Devoção mariana contrarrevolucionária

A devoção mariana deve se caracterizar também pelo espírito combativo, como o demonstra uma escultura medieval representando Nossa Senhora, com espada na mão, investindo contra o demônio. A piedade adocicada e sem luta surgiu com o Renascimento, fazendo com que os contrarrevolucionários se tornassem moles.

 

A consideração da Imaculada Conceição de Maria toca no tema do embate entre a Revolução e a Contra-Revolução no que tem de mais profundo.

Em relação à Revolução, é preciso ter uma oposição total e vigorosa

Se há tanta gente que é preguiçosamente contrarrevolucionária, isso se deve exatamente ao fato de que para ser contrarrevolucionário é preciso realizar um esforço. O homem, por sua própria natureza, pode ter algumas tendências contrarrevolucionárias. Entretanto, por outro lado, possui várias tendências revolucionárias e, por causa disso, é obrigado a desenvolver uma ação em si mesmo muito categórica, profunda, pela qual não só ele se abstenha de todas as ações revolucionárias, mas também de todos os pensamentos revolucionários, bem como de qualquer forma de simpatia ou menor rejeição para com coisas revolucionárias.

Assim, detestar uma coisa qualquer revolucionária – um monumento, por exemplo – menos do que a carga de Revolução existente naquilo exige, já é um fator para que a atitude contrarrevolucionária da alma amoleça e não tenha todo o vigor devido.

Em presença do mal e, portanto, da Revolução que se exprime, se simboliza por tal objeto ou se manifesta em tal indivíduo, escola literária, de pintura, etc., deve-se conhecer todo o mal que há ali e detestá-lo tanto quanto precisa ser detestado. Se uma pessoa tomar perante esse mal uma posição preguiçosa, indolente, que proporcione uma rejeição menor do que aquela que ele merece, naquilo em que o mal não foi detestado tanto quanto merece a pessoa acaba gostando de alguma coisa revolucionária.

Essa pílula de Revolução que a alma assim engole é suficiente para amolecer nela todas as energias contrarrevolucionárias, e fazer com que o indivíduo desenvolva um esforço que ele imagina colossal para ser contrarrevolucionário, mas não consegue ser se ele não se esforçou para combater tendências más, revolucionárias, que há nele.

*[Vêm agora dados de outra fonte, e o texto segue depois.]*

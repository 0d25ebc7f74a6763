mod commands;
mod core;
mod detector;
mod graph;

use clap::{Parser, Subcommand};
use core::context::{BuildContext, Overrides};
use core::error::{AffectedError, ExitCode, print_error};
use detector::Scope;

/// Build and test only the modules a change can affect
#[derive(Parser)]
#[command(name = "cargo")]
#[command(bin_name = "cargo")]
#[command(styles = get_styles())]
enum CargoCli {
  Affected(AffectedCli),
}

#[derive(Parser)]
#[command(name = "affected")]
#[command(version, about, long_about = None)]
#[command(propagate_version = true)]
#[command(styles = get_styles())]
struct AffectedCli {
  /// Commit to diff against (default: last merge commit reachable from HEAD)
  #[arg(long, global = true)]
  baseline: Option<String>,

  /// Disable detection; every module is treated as changed
  #[arg(long, global = true)]
  no_detect: bool,

  /// Ignore uncommitted and untracked changes
  #[arg(long, global = true)]
  committed_only: bool,

  /// Only select modules that were changed directly
  #[arg(long, global = true, conflicts_with = "dependent_only")]
  changed_only: bool,

  /// Only select modules affected through their dependencies
  #[arg(long, global = true)]
  dependent_only: bool,

  /// Increase log verbosity (-v info, -vv debug). RUST_LOG takes precedence.
  #[arg(short, long, global = true, action = clap::ArgAction::Count)]
  verbose: u8,

  #[command(subcommand)]
  command: Commands,
}

#[derive(Subcommand)]
enum Commands {
  /// Show changed, dependent and selected modules
  List {
    /// Output format: text (default), json, names-only
    #[arg(long, default_value = "text")]
    format: String,
    /// Also list modules that are not affected
    #[arg(short, long)]
    all: bool,
  },

  /// Classify specific modules as changed, dependent or none
  Classify {
    /// Module paths (crate names for Cargo workspaces)
    #[arg(required = true)]
    modules: Vec<String>,
    /// Output results in JSON format
    #[arg(long)]
    json: bool,
  },

  /// Exit 0 if a module should be built, 1 if it can be skipped, 2+ on error
  Include {
    /// Module path (crate name for Cargo workspaces)
    module: String,
  },

  /// Show the baseline commit and the files changed since it
  ChangedFiles {
    /// Output results in JSON format
    #[arg(long)]
    json: bool,
  },

  /// Show which test tiers each module should run
  Plan {
    /// Output format: text (default), json, names-only
    #[arg(long, default_value = "text")]
    format: String,
  },

  /// Run a command once per selected module ({module} and {dir} are substituted)
  Run {
    /// Show the commands without executing them
    #[arg(long)]
    dry_run: bool,
    /// Command to run
    #[arg(trailing_var_arg = true, allow_hyphen_values = true, required = true)]
    command: Vec<String>,
  },
}

fn get_styles() -> clap::builder::Styles {
  let yellow = anstyle::Color::Ansi(anstyle::AnsiColor::Yellow);
  let green = anstyle::Color::Ansi(anstyle::AnsiColor::Green);
  let red = anstyle::Color::Ansi(anstyle::AnsiColor::Red);

  clap::builder::Styles::styled()
    .usage(anstyle::Style::new().bold().underline().fg_color(Some(yellow)))
    .header(anstyle::Style::new().bold().underline().fg_color(Some(yellow)))
    .literal(anstyle::Style::new().fg_color(Some(green)))
    .invalid(anstyle::Style::new().bold().fg_color(Some(red)))
    .error(anstyle::Style::new().bold().fg_color(Some(red)))
    .valid(anstyle::Style::new().bold().underline().fg_color(Some(green)))
    .placeholder(anstyle::Style::new().fg_color(Some(anstyle::Color::Ansi(anstyle::AnsiColor::White))))
}

fn main() {
  let CargoCli::Affected(cli) = CargoCli::parse();
  core::logging::init(cli.verbose);

  let workspace_root = match std::env::current_dir() {
    Ok(dir) => dir,
    Err(e) => handle_error(AffectedError::Io(e).context("Failed to get current directory")),
  };

  let overrides = Overrides {
    baseline: cli.baseline,
    disable: cli.no_detect,
    committed_only: cli.committed_only,
    scope: Scope::from_flags(cli.changed_only, cli.dependent_only),
  };

  let ctx = match BuildContext::build(&workspace_root, &overrides) {
    Ok(ctx) => ctx,
    Err(e) => handle_error(e),
  };

  let result = match cli.command {
    Commands::List { format, all } => commands::run_list(&ctx, format, all),
    Commands::Classify { modules, json } => commands::run_classify(&ctx, modules, json),
    Commands::Include { module } => match commands::run_include(&ctx, module) {
      Ok(true) => Ok(()),
      Ok(false) => std::process::exit(ExitCode::Skip.as_i32()),
      Err(e) => Err(e),
    },
    Commands::ChangedFiles { json } => commands::run_changed_files(&ctx, json),
    Commands::Plan { format } => commands::run_plan(&ctx, format),
    Commands::Run { dry_run, command } => commands::run_run(&ctx, dry_run, command),
  };

  if let Err(err) = result {
    handle_error(err);
  }
}

fn handle_error(err: AffectedError) -> ! {
  print_error(&err);
  std::process::exit(err.exit_code().as_i32());
}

Porém esse combate é inútil enquanto o homem não combate tudo, não elimina tudo, porque um pouquinho que fique cria uma insistência revolucionária colossal diante dele. Ele é obrigado a desenvolver um esforço enorme para não capitular, mas está sempre voltando ao pé da mesma luta. O indivíduo toma uma atitude contrarrevolucionária, mas não é inteiramente contrarrevolucionário. Na primeira ocasião, ele vai estimar uma coisa revolucionária ou detestá-la menos do que ela merece porque, num outro ponto, foi mole com a Revolução.

Quer dizer, ou existe em relação à Revolução uma oposição total, tão vigorosa quanto ela merece em cada ponto dela, ou o indivíduo amolece.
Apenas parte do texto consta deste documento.